# Spouse Visa Approved - Self Employed



## Trooper18 (Feb 27, 2018)

Dear All, 

Just joined the forum today. We have just today received the Spouse visa and want to thank all of you for your contributions here as they were very useful to prepare our documents. 

I am a British citizen. My wife is a Uzbek citizen and applied from there through TLS contact. 

I used the Self-employed route to prove my finances and was not very straightforward. But have to say I managed to follow and provide all the documents statement in the Financial requirement appendix . And there were no queries. 

I prepared and submitted all the documents myself with no Third party input except for my accountants documentation. 

Please ask me any questions you have and will aim to answer as soon as possible


----------



## londoner007 (Feb 13, 2017)

Man, how fortunate are you. Now you can relax. Am sure alot of people would be awaiting for your valuable input especially for Cat F. :0)


----------



## Trooper18 (Feb 27, 2018)

Thank you Mr Bond  . Happy to help and answer any queries people have. Months of stress have indeed been put to rest


----------



## tootee123 (Mar 4, 2018)

Well done nice to hear, it is indeed a very stressful process.

I am in New Zealand (the sponsor) and live with my spouse and we will be applying once this tax year ends, to say I feel a huge amount of stress is simply an understatement.

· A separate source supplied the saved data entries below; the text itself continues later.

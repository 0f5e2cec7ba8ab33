use anyhow::Context;
use clap::{Parser, Subcommand};
use std::path::PathBuf;
use toolshed::{
    card::CardOptions,
    export::{self, ExportOptions},
    qr::{self, QrOptions},
    rename::{self, RenameOp, RenameOptions},
};
use tracing_subscriber::{fmt, prelude::*, EnvFilter};

#[derive(Parser, Debug)]
#[command(
    name = "toolshed",
    version,
    author,
    about = "Small file utilities: social cards, bulk renames, QR codes, PLCopen exports",
    long_about = "A collection of independent file utilities behind one binary.\n\n\
    USAGE EXAMPLES:\n  \
      # Compose a GitHub social-preview card\n  \
      toolshed card --title my-repo --image ./logo.png --subtext \"An awesome project!\"\n\n  \
      # Strip an IMG_ prefix from every photo in a directory\n  \
      toolshed rename ./photos remove-prefix IMG_ --pattern '*.jpg'\n\n  \
      # Encode a URL as a QR PNG with a caption\n  \
      toolshed qr \"https://example.com\" --name homepage --label \"scan me\"\n\n  \
      # Export cross-reference and call graph from a PLCopen XML export\n  \
      toolshed export --dir ./my-plc-project"
)]
struct Cli {
    #[command(subcommand)]
    command: Command,

    /// Verbose output
    #[arg(short, long, global = true, action = clap::ArgAction::Count)]
    verbose: u8,
}

#[derive(Subcommand, Debug)]
enum Command {
    /// Compose a GitHub social-preview card PNG
    Card {
        /// Repository name used as the heading
        #[arg(long, default_value = "My Awesome Repo")]
        title: String,

        /// Path to the center image
        #[arg(long, value_name = "FILE")]
        image: PathBuf,

        /// Description text below the image
        #[arg(long, default_value = "An awesome project!")]
        subtext: String,

        /// Output PNG path
        #[arg(short, long, default_value = "social_preview.png", value_name = "FILE")]
        out: PathBuf,

        /// Font family for the text
        #[arg(long, default_value = "Sans")]
        font: String,
    },

    /// Bulk-rename the files of a directory
    Rename {
        /// Directory whose files are renamed (non-recursive)
        directory: PathBuf,

        /// Renaming operation
        #[arg(value_enum)]
        op: CliRenameOp,

        /// Text to add or remove
        text: String,

        /// Only touch files matching this glob (e.g. '*.jpg')
        #[arg(long, value_name = "GLOB")]
        pattern: Option<String>,

        /// Plan the renames without applying them
        #[arg(long)]
        dry_run: bool,
    },

    /// Generate a QR code PNG
    Qr {
        /// Text or URL to encode
        data: String,

        /// Output name without extension
        #[arg(long, default_value = "qrcode")]
        name: String,

        /// Pixels per module
        #[arg(long, default_value_t = 10)]
        module_size: u32,

        /// Quiet zone width in modules
        #[arg(long, default_value_t = 4)]
        quiet_zone: u32,

        /// Error-correction level
        #[arg(long, value_enum, default_value = "l")]
        ec_level: CliEcLevel,

        /// Caption rendered below the symbol
        #[arg(long)]
        label: Option<String>,
    },

    /// Export cross-reference and call graph from a PLCopen XML project
    Export {
        /// Directory searched for the newest .xml export
        #[arg(short, long, default_value = ".", value_name = "PATH")]
        dir: PathBuf,

        /// Explicit PLCopen XML file (skips discovery)
        #[arg(long, value_name = "FILE")]
        xml: Option<PathBuf>,

        /// Output directory (default: Exports beside the XML)
        #[arg(short, long, value_name = "PATH")]
        out: Option<PathBuf>,

        /// Overwrite outputs without keeping backups
        #[arg(long)]
        no_backup: bool,
    },
}

#[derive(Debug, Clone, Copy, clap::ValueEnum)]
enum CliRenameOp {
    /// Prepend text to each file name
    AddPrefix,
    /// Insert text before the extension
    AddSuffix,
    /// Strip text from the start of matching names
    RemovePrefix,
    /// Strip text from the end of matching stems
    RemoveSuffix,
}

#[derive(Debug, Clone, Copy, clap::ValueEnum)]
enum CliEcLevel {
    /// ~7% recovery
    L,
    /// ~15% recovery
    M,
    /// ~25% recovery
    Q,
    /// ~30% recovery
    H,
}

impl From<CliEcLevel> for qrcode::EcLevel {
    fn from(level: CliEcLevel) -> Self {
        match level {
            CliEcLevel::L => Self::L,
            CliEcLevel::M => Self::M,
            CliEcLevel::Q => Self::Q,
            CliEcLevel::H => Self::H,
        }
    }
}

fn main() -> anyhow::Result<()> {
    let cli = Cli::parse();

    setup_tracing(cli.verbose)?;

    match cli.command {
        Command::Card {
            title,
            image,
            subtext,
            out,
            font,
        } => {
            let options = CardOptions::builder()
                .title(title)
                .image_path(image)
                .subtext(subtext)
                .output(out)
                .font_family(font)
                .build()
                .context("Failed to build card options")?;
            toolshed::card::render(&options).context("Failed to create card")?;
        }

        Command::Rename {
            directory,
            op,
            text,
            pattern,
            dry_run,
        } => {
            let op = match op {
                CliRenameOp::AddPrefix => RenameOp::AddPrefix(text),
                CliRenameOp::AddSuffix => RenameOp::AddSuffix(text),
                CliRenameOp::RemovePrefix => RenameOp::RemovePrefix(text),
                CliRenameOp::RemoveSuffix => RenameOp::RemoveSuffix(text),
            };
            let renamed = rename::run(&RenameOptions {
                directory,
                op,
                pattern,
                dry_run,
            })
            .context("Rename failed")?;
            println!("{} file(s) renamed", renamed.len());
        }

        Command::Qr {
            data,
            name,
            module_size,
            quiet_zone,
            ec_level,
            label,
        } => {
            let options = QrOptions {
                data,
                module_size,
                quiet_zone,
                ec_level: ec_level.into(),
                label,
            };
            let path = PathBuf::from(format!("{name}.png"));
            qr::save(&options, &path).context("Failed to generate QR code")?;
        }

        Command::Export {
            dir,
            xml,
            out,
            no_backup,
        } => {
            let stats = export::run(&ExportOptions {
                input: xml,
                search_dir: dir,
                output_dir: out,
                backup_existing: !no_backup,
            })
            .context("Export failed")?;
            println!(
                "Exported {} POUs: {} cross-reference rows, {} call edges -> {}",
                stats.pou_count, stats.crossref_rows, stats.call_edges, stats.output_directory
            );
        }
    }

    Ok(())
}

fn setup_tracing(verbosity: u8) -> anyhow::Result<()> {
    let filter = match verbosity {
        0 => EnvFilter::new("toolshed=info"),
        1 => EnvFilter::new("toolshed=debug"),
        _ => EnvFilter::new("toolshed=trace"),
    };

    tracing_subscriber::registry()
        .with(filter)
        .with(fmt::layer().with_target(false).with_thread_ids(false))
        .init();

    Ok(())
}
//! Cross-reference table derived from a PLCopen XML export.
//!
//! Without a live IDE symbol table, the reference is reconstructed from the
//! export itself: one row per declared variable, plus one row per use site
//! found in the owning POU's ST body. Comments are stripped first so
//! commented-out code never pollutes the table.

use crate::callgraph::strip_st_comments_keep_lines;
use crate::plcopen::Project;
use once_cell::sync::Lazy;
use regex::Regex;
use std::collections::HashSet;

static IDENTIFIER: Lazy<Regex> =
    Lazy::new(|| Regex::new(r"[A-Za-z_][A-Za-z0-9_]*").expect("valid regex"));

/// One row of the cross-reference table.
#[derive(Debug, Clone, PartialEq, Eq)]
pub struct CrossRefEntry {
    /// Variable name
    pub variable: String,
    /// Where the row comes from: `declaration` or `body`
    pub location: String,
    /// Declared data type
    pub data_type: String,
    /// Access keyword of the declaring section
    pub access: String,
    /// Owning POU
    pub pou: String,
    /// 1-based line of the use inside the ST body; empty for declarations
    pub line: Option<usize>,
}

/// Builds the cross-reference for a project.
///
/// Rows are ordered by POU document order, then variable declaration order,
/// with each variable's declaration row followed by its use rows.
#[must_use]
pub fn build(project: &Project) -> Vec<CrossRefEntry> {
    let mut entries = Vec::new();

    for pou in &project.pous {
        // Strip comments once per POU, keeping the line structure so use
        // rows carry the line numbers of the original body. Tokenizing each
        // line up front avoids compiling a regex per variable.
        let stripped_bodies: Vec<String> = pou
            .st_bodies
            .iter()
            .map(|st| strip_st_comments_keep_lines(st))
            .collect();
        let body_tokens: Vec<Vec<HashSet<&str>>> = stripped_bodies
            .iter()
            .map(|body| {
                body.lines()
                    .map(|line| IDENTIFIER.find_iter(line).map(|m| m.as_str()).collect())
                    .collect()
            })
            .collect();

        for var in &pou.variables {
            entries.push(CrossRefEntry {
                variable: var.name.clone(),
                location: "declaration".to_string(),
                data_type: var.data_type.clone(),
                access: var.access.clone(),
                pou: pou.name.clone(),
                line: None,
            });

            for lines in &body_tokens {
                for (idx, tokens) in lines.iter().enumerate() {
                    if tokens.contains(var.name.as_str()) {
                        entries.push(CrossRefEntry {
                            variable: var.name.clone(),
                            location: "body".to_string(),
                            data_type: var.data_type.clone(),
                            access: var.access.clone(),
                            pou: pou.name.clone(),
                            line: Some(idx + 1),
                        });
                    }
                }
            }
        }
    }

    entries
}

#[cfg(test)]
mod tests {
    use super::*;
    use crate::plcopen::Project;

    const SAMPLE: &str = r#"<project><types><pous>
        <pou name="Main">
          <interface>
            <localVars>
              <variable name="counter"><type><INT/></type></variable>
              <variable name="unused"><type><BOOL/></type></variable>
            </localVars>
          </interface>
          <body><ST>counter := counter + 1;
(* counter in a comment *)
IF counter > 10 THEN
  counter := 0;
END_IF</ST></body>
        </pou>
    </pous></types></project>"#;

    #[test]
    fn test_declaration_rows_always_present() {
        let project = Project::parse_str(SAMPLE).unwrap();
        let entries = build(&project);

        let decls: Vec<_> = entries
            .iter()
            .filter(|e| e.location == "declaration")
            .collect();
        assert_eq!(decls.len(), 2);
        assert!(decls.iter().all(|e| e.line.is_none()));
    }

    #[test]
    fn test_use_lines_are_one_based() {
        let project = Project::parse_str(SAMPLE).unwrap();
        let entries = build(&project);

        let uses: Vec<usize> = entries
            .iter()
            .filter(|e| e.variable == "counter" && e.location == "body")
            .map(|e| e.line.unwrap())
            .collect();
        // Lines 1, 3, 4 reference counter; line 2 is only a comment.
        assert_eq!(uses, vec![1, 3, 4]);
    }

    #[test]
    fn test_use_lines_survive_multiline_block_comment() {
        let xml = r#"<project><types><pous>
            <pou name="P">
              <interface><localVars>
                <variable name="counter"><type><INT/></type></variable>
              </localVars></interface>
              <body><ST>counter := 0;
(* a comment
spanning
several lines *)
counter := counter + 1;</ST></body>
            </pou>
        </pous></types></project>"#;
        let project = Project::parse_str(xml).unwrap();
        let entries = build(&project);

        let uses: Vec<usize> = entries
            .iter()
            .filter(|e| e.location == "body")
            .map(|e| e.line.unwrap())
            .collect();
        // The comment occupies lines 2-4; the second use stays on line 5.
        assert_eq!(uses, vec![1, 5]);
    }

    #[test]
    fn test_unused_variable_has_no_body_rows() {
        let project = Project::parse_str(SAMPLE).unwrap();
        let entries = build(&project);

        let unused: Vec<_> = entries.iter().filter(|e| e.variable == "unused").collect();
        assert_eq!(unused.len(), 1);
        assert_eq!(unused[0].location, "declaration");
    }

    #[test]
    fn test_word_boundary_prevents_substring_hits() {
        let xml = r#"<project><types><pous>
            <pou name="P">
              <interface><localVars>
                <variable name="run"><type><BOOL/></type></variable>
              </localVars></interface>
              <body><ST>running := 1;</ST></body>
            </pou>
        </pous></types></project>"#;
        let project = Project::parse_str(xml).unwrap();
        let entries = build(&project);

        // `running` must not count as a use of `run`.
        assert_eq!(entries.len(), 1);
        assert_eq!(entries[0].location, "declaration");
    }

    #[test]
    fn test_project_without_variables_is_empty() {
        let xml = r#"<project><types><pous>
            <pou name="P"><body><ST>x := 1;</ST></body></pou>
        </pous></types></project>"#;
        let project = Project::parse_str(xml).unwrap();
        assert!(build(&project).is_empty());
    }
}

A day doesn't go by without thinking about it and trying to research or we learn new things.

Im terrified about this self employment route as it sounds so complicated. Mine is further complicated in that I live 9 months of the year here in NZ and return to the UK in the summer when the weather is better to earn more money.

This means my self employment earnings (same business) are split between New Zealand and UK, for which I need both to meet the threshold. Its going to bring up all sorts of complications with conversions and the correct documents, templates etc and tax paid in New Zealand as well...


----------



## londoner007 (Feb 13, 2017)

Dont worry about it too much tootee, you wont know until you have applied. Just try get everything required and send it all off and hope for the best. Remember, if you meet criteria you technically will get the clearance. 

All the best.


----------



## dannyhasarrived (Apr 8, 2018)

Hi there. Fellow self employed sponsor here. Also first time forum user. Congrats trooper18, I’d like to pick your brain on a few aspects of the financial requirement.


----------



## J2018 (May 4, 2018)

*Sa302*



Trooper18 said:


> Dear All,
> 
> Just joined the forum today. We have just today received the Spouse visa and want to thank all of you for your contributions here as they were very useful to prepare our documents.
> 
> ...


Hi There,

I just want to ask if your Accountant gave you SA302 or your accountant just gave the tax computation as substitute of SA302 and Printed Overview from HMRC online? as it known that SA302 stop since 4th of September 2017.

Thank you so much if you can response as soon as possible. 

Cheers!
J2018


----------



## scrimaglia (Sep 29, 2016)

My fiance pays for class 4 national insurance is it OK for the visa or he has to pay for both


----------